◆ **Work to be completed**
Look through the records below for the line with "in this column". Return that line and each one after it up to and including the line with "let block_y = surface_y", exactly.

[Collected data]

= = =

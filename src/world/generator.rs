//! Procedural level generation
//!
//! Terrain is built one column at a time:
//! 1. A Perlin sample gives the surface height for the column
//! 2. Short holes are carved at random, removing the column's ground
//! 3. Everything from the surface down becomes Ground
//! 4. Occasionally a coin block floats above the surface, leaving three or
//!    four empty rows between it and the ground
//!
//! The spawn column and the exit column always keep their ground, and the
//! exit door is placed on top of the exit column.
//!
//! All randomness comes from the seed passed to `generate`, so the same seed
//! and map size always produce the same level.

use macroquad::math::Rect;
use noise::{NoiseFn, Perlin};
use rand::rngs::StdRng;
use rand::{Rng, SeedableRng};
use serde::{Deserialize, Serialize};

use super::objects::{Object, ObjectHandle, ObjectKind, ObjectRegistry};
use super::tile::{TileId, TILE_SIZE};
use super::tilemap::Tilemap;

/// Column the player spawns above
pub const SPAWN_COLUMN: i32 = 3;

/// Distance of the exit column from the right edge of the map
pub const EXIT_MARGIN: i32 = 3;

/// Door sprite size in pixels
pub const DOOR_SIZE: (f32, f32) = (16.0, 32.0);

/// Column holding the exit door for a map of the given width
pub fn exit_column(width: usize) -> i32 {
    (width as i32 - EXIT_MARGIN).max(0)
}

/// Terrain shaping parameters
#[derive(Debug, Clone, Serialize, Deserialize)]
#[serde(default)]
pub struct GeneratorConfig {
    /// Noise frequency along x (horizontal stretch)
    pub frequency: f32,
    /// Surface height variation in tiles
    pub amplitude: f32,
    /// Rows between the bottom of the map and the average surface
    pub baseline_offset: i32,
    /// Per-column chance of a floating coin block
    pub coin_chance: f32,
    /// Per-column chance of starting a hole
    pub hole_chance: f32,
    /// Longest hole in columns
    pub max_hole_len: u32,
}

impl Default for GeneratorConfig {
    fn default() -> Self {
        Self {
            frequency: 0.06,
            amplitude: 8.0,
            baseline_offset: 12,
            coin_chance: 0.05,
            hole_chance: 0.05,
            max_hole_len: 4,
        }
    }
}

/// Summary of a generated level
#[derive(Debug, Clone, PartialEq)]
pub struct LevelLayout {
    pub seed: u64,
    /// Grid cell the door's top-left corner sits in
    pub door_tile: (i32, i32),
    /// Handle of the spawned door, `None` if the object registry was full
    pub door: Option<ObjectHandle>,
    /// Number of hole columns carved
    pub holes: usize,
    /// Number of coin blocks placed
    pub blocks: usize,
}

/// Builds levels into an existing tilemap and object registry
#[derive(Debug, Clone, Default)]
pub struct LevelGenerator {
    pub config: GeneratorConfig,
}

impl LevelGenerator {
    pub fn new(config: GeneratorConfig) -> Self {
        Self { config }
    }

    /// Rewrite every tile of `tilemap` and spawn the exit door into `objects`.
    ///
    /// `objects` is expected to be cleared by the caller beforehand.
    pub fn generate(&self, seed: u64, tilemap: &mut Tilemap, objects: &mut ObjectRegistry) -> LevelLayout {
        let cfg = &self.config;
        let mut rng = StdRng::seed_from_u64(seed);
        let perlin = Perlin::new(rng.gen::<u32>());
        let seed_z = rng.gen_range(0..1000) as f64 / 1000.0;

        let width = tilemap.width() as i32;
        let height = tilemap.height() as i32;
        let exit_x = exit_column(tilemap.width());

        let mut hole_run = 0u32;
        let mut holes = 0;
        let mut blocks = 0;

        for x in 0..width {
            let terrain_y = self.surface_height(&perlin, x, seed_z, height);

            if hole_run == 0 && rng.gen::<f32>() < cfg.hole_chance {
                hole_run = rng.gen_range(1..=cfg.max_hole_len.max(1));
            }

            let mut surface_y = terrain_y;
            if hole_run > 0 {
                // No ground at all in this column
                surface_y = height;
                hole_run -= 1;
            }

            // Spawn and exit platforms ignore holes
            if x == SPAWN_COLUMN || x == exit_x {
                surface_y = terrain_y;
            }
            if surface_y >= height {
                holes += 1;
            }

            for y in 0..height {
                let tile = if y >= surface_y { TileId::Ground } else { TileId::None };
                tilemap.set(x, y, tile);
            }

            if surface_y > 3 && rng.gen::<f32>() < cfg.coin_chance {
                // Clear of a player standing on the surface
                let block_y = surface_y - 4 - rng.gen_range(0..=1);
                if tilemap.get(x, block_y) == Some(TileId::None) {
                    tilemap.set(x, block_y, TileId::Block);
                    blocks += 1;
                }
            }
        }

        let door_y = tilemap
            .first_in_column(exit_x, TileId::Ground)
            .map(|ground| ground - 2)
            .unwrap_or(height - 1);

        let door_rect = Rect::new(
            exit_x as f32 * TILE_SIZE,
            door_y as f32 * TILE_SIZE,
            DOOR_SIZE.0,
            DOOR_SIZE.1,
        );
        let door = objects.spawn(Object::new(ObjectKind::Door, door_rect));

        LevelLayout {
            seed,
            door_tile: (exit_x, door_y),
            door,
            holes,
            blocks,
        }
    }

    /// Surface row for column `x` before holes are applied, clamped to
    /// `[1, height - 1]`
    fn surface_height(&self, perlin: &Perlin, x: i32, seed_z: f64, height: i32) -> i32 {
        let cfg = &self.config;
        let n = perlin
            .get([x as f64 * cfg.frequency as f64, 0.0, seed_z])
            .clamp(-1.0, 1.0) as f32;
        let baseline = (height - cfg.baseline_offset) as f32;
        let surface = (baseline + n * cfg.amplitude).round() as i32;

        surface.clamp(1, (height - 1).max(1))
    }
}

= = =

◆ **Reply**
                // No ground at all in this column
                surface_y = height;
                hole_run -= 1;
            }

            // Spawn and exit platforms ignore holes
            if x == SPAWN_COLUMN || x == exit_x {
                surface_y = terrain_y;
            }
            if surface_y >= height {
                holes += 1;
            }

            for y in 0..height {
                let tile = if y >= surface_y { TileId::Ground } else { TileId::None };
                tilemap.set(x, y, tile);
            }

            if surface_y > 3 && rng.gen::<f32>() < cfg.coin_chance {
                // Clear of a player standing on the surface
                let block_y = surface_y - 4 - rng.gen_range(0..=1);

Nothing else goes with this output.